(Stored data)
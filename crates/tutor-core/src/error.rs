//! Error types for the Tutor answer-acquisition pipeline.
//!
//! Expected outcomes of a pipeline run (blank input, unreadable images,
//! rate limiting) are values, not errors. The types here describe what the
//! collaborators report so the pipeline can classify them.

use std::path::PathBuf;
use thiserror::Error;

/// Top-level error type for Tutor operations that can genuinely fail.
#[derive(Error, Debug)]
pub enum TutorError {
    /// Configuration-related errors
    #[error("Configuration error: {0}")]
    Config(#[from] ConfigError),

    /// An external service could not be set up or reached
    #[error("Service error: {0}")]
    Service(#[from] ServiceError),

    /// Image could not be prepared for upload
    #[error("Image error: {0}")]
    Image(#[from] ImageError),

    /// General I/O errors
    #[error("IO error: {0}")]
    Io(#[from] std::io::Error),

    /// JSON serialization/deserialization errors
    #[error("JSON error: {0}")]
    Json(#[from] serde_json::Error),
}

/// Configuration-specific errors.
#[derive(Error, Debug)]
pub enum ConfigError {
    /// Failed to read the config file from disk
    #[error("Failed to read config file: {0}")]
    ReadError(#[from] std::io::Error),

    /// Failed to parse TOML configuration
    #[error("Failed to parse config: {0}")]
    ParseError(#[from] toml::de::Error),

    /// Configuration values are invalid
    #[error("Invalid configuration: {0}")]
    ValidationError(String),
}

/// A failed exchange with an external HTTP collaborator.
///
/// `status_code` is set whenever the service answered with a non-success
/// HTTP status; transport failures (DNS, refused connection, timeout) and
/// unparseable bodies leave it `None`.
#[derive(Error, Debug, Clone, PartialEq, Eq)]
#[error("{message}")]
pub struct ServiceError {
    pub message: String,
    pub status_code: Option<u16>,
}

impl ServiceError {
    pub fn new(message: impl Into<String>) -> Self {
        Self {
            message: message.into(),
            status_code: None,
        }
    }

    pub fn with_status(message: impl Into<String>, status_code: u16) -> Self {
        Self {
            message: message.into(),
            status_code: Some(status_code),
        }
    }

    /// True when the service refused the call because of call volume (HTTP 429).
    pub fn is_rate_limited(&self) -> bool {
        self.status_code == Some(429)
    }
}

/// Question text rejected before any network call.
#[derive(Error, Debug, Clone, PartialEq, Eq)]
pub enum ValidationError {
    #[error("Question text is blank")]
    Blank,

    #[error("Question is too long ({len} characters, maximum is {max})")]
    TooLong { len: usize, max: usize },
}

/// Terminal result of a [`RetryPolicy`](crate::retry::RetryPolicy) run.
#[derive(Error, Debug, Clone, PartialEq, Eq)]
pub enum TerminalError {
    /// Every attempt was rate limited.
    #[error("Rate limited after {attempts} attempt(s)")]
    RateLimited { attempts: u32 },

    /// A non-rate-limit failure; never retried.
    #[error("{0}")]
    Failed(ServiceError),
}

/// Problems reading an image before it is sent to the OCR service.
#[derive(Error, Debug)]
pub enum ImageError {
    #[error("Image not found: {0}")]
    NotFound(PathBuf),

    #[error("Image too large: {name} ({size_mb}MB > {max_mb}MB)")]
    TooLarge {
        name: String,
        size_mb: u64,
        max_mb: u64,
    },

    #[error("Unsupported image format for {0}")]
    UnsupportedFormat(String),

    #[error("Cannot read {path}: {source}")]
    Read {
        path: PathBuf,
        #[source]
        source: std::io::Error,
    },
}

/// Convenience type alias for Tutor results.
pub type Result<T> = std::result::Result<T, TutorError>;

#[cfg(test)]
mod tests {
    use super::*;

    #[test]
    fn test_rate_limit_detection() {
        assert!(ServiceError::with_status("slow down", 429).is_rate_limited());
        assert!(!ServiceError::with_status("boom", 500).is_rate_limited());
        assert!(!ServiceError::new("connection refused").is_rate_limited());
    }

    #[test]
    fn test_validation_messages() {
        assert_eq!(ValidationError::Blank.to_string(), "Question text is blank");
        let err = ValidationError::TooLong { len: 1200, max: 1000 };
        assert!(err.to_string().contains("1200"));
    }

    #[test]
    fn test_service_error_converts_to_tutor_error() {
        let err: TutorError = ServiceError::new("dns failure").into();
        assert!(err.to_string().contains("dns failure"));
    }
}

WORK REQUIRED
Write all the data out again, exactly.

TASK RESPONSE
filename crates/tutor-core/src/error.rs
//! Error types for the Tutor answer-acquisition pipeline.
//!
//! Expected outcomes of a pipeline run (blank input, unreadable images,
//! rate limiting) are values, not errors. The types here describe what the
//! collaborators report so the pipeline can classify them.

use std::path::PathBuf;
use thiserror::Error;

/// Top-level error type for Tutor operations that can genuinely fail.
#[derive(Error, Debug)]
pub enum TutorError {
    /// Configuration-related errors
    #[error("Configuration error: {0}")]
    Config(#[from] ConfigError),

    /// An external service could not be set up or reached
    #[error("Service error: {0}")]
    Service(#[from] ServiceError),

    /// Image could not be prepared for upload
    #[error("Image error: {0}")]
    Image(#[from] ImageError),

    /// General I/O errors
    #[error("IO error: {0}")]
    Io(#[from] std::io::Error),

    /// JSON serialization/deserialization errors
    #[error("JSON error: {0}")]
    Json(#[from] serde_json::Error),
}

/// Configuration-specific errors.
#[derive(Error, Debug)]
pub enum ConfigError {
    /// Failed to read the config file from disk
    #[error("Failed to read config file: {0}")]
    ReadError(#[from] std::io::Error),

    /// Failed to parse TOML configuration
    #[error("Failed to parse config: {0}")]
    ParseError(#[from] toml::de::Error),

    /// Configuration values are invalid
    #[error("Invalid configuration: {0}")]
    ValidationError(String),
}

/// A failed exchange with an external HTTP collaborator.
///
/// `status_code` is set whenever the service answered with a non-success
/// HTTP status; transport failures (DNS, refused connection, timeout) and
/// unparseable bodies leave it `None`.
#[derive(Error, Debug, Clone, PartialEq, Eq)]
#[error("{message}")]
pub struct ServiceError {
    pub message: String,
    pub status_code: Option<u16>,
}

impl ServiceError {
    pub fn new(message: impl Into<String>) -> Self {
        Self {
            message: message.into(),
            status_code: None,
        }
    }

    pub fn with_status(message: impl Into<String>, status_code: u16) -> Self {
        Self {
            message: message.into(),
            status_code: Some(status_code),
        }
    }

    /// True when the service refused the call because of call volume (HTTP 429).
    pub fn is_rate_limited(&self) -> bool {
        self.status_code == Some(429)
    }
}

/// Question text rejected before any network call.
#[derive(Error, Debug, Clone, PartialEq, Eq)]
pub enum ValidationError {
    #[error("Question text is blank")]
    Blank,

    #[error("Question is too long ({len} characters, maximum is {max})")]
    TooLong { len: usize, max: usize },
}

/// Terminal result of a [`RetryPolicy`](crate::retry::RetryPolicy) run.
#[derive(Error, Debug, Clone, PartialEq, Eq)]
pub enum TerminalError {
    /// Every attempt was rate limited.
    #[error("Rate limited after {attempts} attempt(s)")]
    RateLimited { attempts: u32 },

    /// A non-rate-limit failure; never retried.
    #[error("{0}")]
    Failed(ServiceError),
}

/// Problems reading an image before it is sent to the OCR service.
#[derive(Error, Debug)]
pub enum ImageError {
    #[error("Image not found: {0}")]
    NotFound(PathBuf),

    #[error("Image too large: {name} ({size_mb}MB > {max_mb}MB)")]
    TooLarge {
        name: String,
        size_mb: u64,
        max_mb: u64,
    },

    #[error("Unsupported image format for {0}")]
    UnsupportedFormat(String),

    #[error("Cannot read {path}: {source}")]
    Read {
        path: PathBuf,
        #[source]
        source: std::io::Error,
    },
}

/// Convenience type alias for Tutor results.
pub type Result<T> = std::result::Result<T, TutorError>;

#[cfg(test)]
mod tests {
    use super::*;

    #[test]
    fn test_rate_limit_detection() {
        assert!(ServiceError::with_status("slow down", 429).is_rate_limited());
        assert!(!ServiceError::with_status("boom", 500).is_rate_limited());
        assert!(!ServiceError::new("connection refused").is_rate_limited());
    }

    #[test]
    fn test_validation_messages() {
        assert_eq!(ValidationError::Blank.to_string(), "Question text is blank");
        let err = ValidationError::TooLong { len: 1200, max: 1000 };
        assert!(err.to_string().contains("1200"));
    }

    #[test]
    fn test_service_error_converts_to_tutor_error() {
        let err: TutorError = ServiceError::new("dns failure").into();
        assert!(err.to_string().contains("dns failure"));
    }
}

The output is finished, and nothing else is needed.